Os filósofos morais são os profissionais em se tratando de pensar sobre o certo e o errado. Como disse sucintamente Robert Hinde, eles concordam que "os preceitos morais, embora não necessariamente construídos pela razão, devem ser defensáveis pela razão".89 Eles se classificam de muitas maneiras, mas na terminologia moderna a principal divisão é entre "deontologistas" (como Kant) e "conseqüencialistas" (incluindo "utilitaristas" como Jeremy Bentham, 1748-1832). Deontologia é um nome bonito para a crença de que a moralidade consiste em obedecer a regras. É literalmente a ciência do dever, do grego para "aquilo que é obrigatório". A deontologia não é bem a mesma coisa que absolutismo moral, mas para a maioria dos propósitos de um livro sobre religião não há necessidade de enfatizar a distinção. Os absolutistas acreditam que existem absolutos do certo e do errado, imperativos cuja correção não faz referência a suas conseqüências. Os conseqüencialistas acham, mais pragmaticamente, que a moralidade de uma ação deve ser julgada por suas conseqüências. Uma versão do conseqüencialismo é o utilitarismo, a filosofia associada a Bentham, a seu amigo James Mill (1773-1836) e ao filho dele, John Stuart Mill (1806-73). O utilitarismo é freqüentemente resumido na máxima de Bentham, que é de uma imprecisão infeliz: "A maior felicidade para o maior número de pessoas é a fundação das morais e da legislação".

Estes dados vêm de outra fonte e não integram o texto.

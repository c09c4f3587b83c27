//! Playback controller: owns the lockout life cycle for one echo.
//!
//! A trigger atomically disables capture, synthesizes the echo from a
//! parameter snapshot, plays it while animating the envelope level, and
//! re-enables capture when everything is done. The re-enable runs from a
//! drop guard, so no fault path can leave capture disabled.

use crate::audio::AudioOutput;
use crate::config::EchoParams;
use crate::events::{TriggerEvent, TriggerLog};
use crate::state::SharedState;
use crate::synth;
use anyhow::{bail, Result};
use crossbeam_channel::RecvTimeoutError;
use std::fmt;
use std::sync::Arc;
use std::thread;
use std::time::Duration;

/// Extra wait on top of the animation's nominal duration before the
/// completion wait is abandoned.
const COMPLETION_SLACK: Duration = Duration::from_secs(2);

/// Whether the loudness monitor or an operator started this echo.
#[derive(Debug, Clone, Copy, PartialEq)]
pub enum TriggerOrigin {
    /// Raised by the capture loop; carries the loudness that crossed the
    /// threshold and is the only origin that reaches the event sink.
    Automatic { dbfs: f32 },
    Manual,
}

/// Why a trigger request was refused before any playback started.
#[derive(Debug)]
pub enum TriggerError {
    /// Capture is disabled because another playback is in progress. A
    /// defined rejection, not a fault; requests are never queued.
    LockedOut,
    /// The input device failed while capturing the frame for a manual
    /// trigger.
    Device(anyhow::Error),
}

impl fmt::Display for TriggerError {
    fn fmt(&self, f: &mut fmt::Formatter<'_>) -> fmt::Result {
        match self {
            TriggerError::LockedOut => write!(f, "capture is locked out by an active playback"),
            TriggerError::Device(err) => write!(f, "audio capture failed: {err:#}"),
        }
    }
}

impl std::error::Error for TriggerError {}

/// Re-enables capture when the playback attempt ends, however it ends.
struct LockoutGuard {
    state: Arc<SharedState>,
}

impl Drop for LockoutGuard {
    fn drop(&mut self) {
        self.state.end_lockout();
        tracing::info!("capture re-enabled after lockout");
    }
}

/// Enter the lockout and spawn the playback task for one captured frame.
///
/// Exactly one trigger can hold the lockout; a request that loses the race
/// is rejected with [`TriggerError::LockedOut`]. The parameter snapshot is
/// taken here so concurrent updates cannot corrupt the in-flight echo.
pub fn spawn_echo(
    state: Arc<SharedState>,
    output: Arc<dyn AudioOutput>,
    trigger_log: Arc<dyn TriggerLog>,
    frame: Vec<f32>,
    sample_rate: u32,
    origin: TriggerOrigin,
) -> Result<thread::JoinHandle<()>, TriggerError> {
    if !state.begin_lockout() {
        return Err(TriggerError::LockedOut);
    }
    let params = state.params();

    let handle = thread::spawn(move || {
        let _guard = LockoutGuard {
            state: state.clone(),
        };
        if let TriggerOrigin::Automatic { dbfs } = origin {
            trigger_log.record(&TriggerEvent::now(dbfs));
        }
        match play_once(&state, output.as_ref(), &frame, &params, sample_rate) {
            Ok(()) => tracing::info!("echo playback finished"),
            Err(err) => tracing::warn!("echo playback failed: {err:#}"),
        }
    });
    Ok(handle)
}

/// Synthesize, play, and animate one echo. Every error routes back to the
/// caller so the lockout guard can release capture.
fn play_once(
    state: &SharedState,
    output: &dyn AudioOutput,
    frame: &[f32],
    params: &EchoParams,
    sample_rate: u32,
) -> Result<()> {
    let (buffer, envelope) = synth::synthesize(frame, params, sample_rate)?;
    let buffer = synth::clip(buffer);
    let completion = output.play(buffer)?;

    // The animation approximates perceived playback: one frame's worth of
    // dry signal, then one delay gap per remaining tap. It shares nothing
    // with the device beyond the echo level and the completion wait below.
    for (i, level) in envelope.iter().enumerate() {
        state.set_echo_level(*level);
        let pause = if i == 0 {
            params.frame_duration
        } else {
            params.delay_sec
        };
        thread::sleep(Duration::from_secs_f32(pause));
    }
    state.set_echo_level(params.end_vol);

    let bound = Duration::from_secs_f32(
        params.frame_duration + params.delay_sec * envelope.len() as f32,
    ) + COMPLETION_SLACK;
    match completion.recv_timeout(bound) {
        Ok(()) => Ok(()),
        Err(RecvTimeoutError::Timeout) => {
            bail!("output device did not signal completion within {bound:?}")
        }
        Err(RecvTimeoutError::Disconnected) => {
            bail!("output device dropped its completion channel")
        }
    }
}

Nem todo absolutismo deriva da religião. De qualquer maneira, é muito difícil defender morais absolutistas em outras bases que não as religiosas. O único concorrente em que consigo pensar é o patriotismo, especialmente em tempos de guerra. Como disse o destacado cineasta espanhol Luis Buñuel, "Deus e a Pátria são um time imbatível; eles quebram todos os recordes de opressão e derramamento de sangue". Os oficiais que trabalham no recrutamento apelam fortemente ao senso de dever patriótico de suas vítimas. Na Primeira Guerra Mundial, as mulheres entregavam plumas brancas para jovens que não estivessem fardados. 

Oh, não queremos perdê-lo, mas achamos que você deve ir, 

Pois seu rei e seu país precisam que você vá. 

* * "Oh, we don't want to lose you, but we think you ought to go,/ For your King and your country both need you só." Trecho de uma música usada pela Inglaterra durante a Primeira Guerra para incentivar o alistamento. (N. T.)

As pessoas ignoravam as objeções conscienciosas, mesmo as do país inimigo, porque o patriotismo era tido como uma virtude absoluta. É difícil ser mais absoluto que o "Meu país, certo ou errado" do soldado profissional, pois o slogan faz com que você se comprometa a matar quem quer que os políticos de algum tempo futuro resolvam chamar de inimigos. O raciocínio conseqüencialista pode influenciar a decisão política de ir à guerra, mas, uma vez declarada a guerra, o patriotismo absoluto toma conta com uma força que não se vê fora da religião. Um soldado que permitir que suas idéias de moralidade conseqüencialista o convençam a não partir para o ataque tem grande probabilidade de enfrentar a corte marcial ou até de ser executado. 

O ponto de partida para esta discussão sobre filosofia moral foi uma afirmação religiosa hipotética de que, sem um Deus, as morais são relativas e arbitrárias. Deixando de lado Kant e outros filósofos morais sofisticados, e dando o devido reconhecimento ao fervor patriótico, a fonte preferida da moralidade absoluta é normalmente algum tipo de livro sagrado, interpretado como detentor de uma autoridade que supera em muito sua capacidade histórica de justificá-la. Na realidade, os adeptos da autoridade das Escrituras demonstram uma curiosidade perturbadoramente pequena sobre as origens históricas (comumente duvidosas) de seus livros sagrados. O próximo capítulo vai demonstrar que, de qualquer jeito, as pessoas que afirmam retirar sua moral das Escrituras na prática não fazem isso de verdade. O que é muito bom, como concordarão elas se pensarem bem.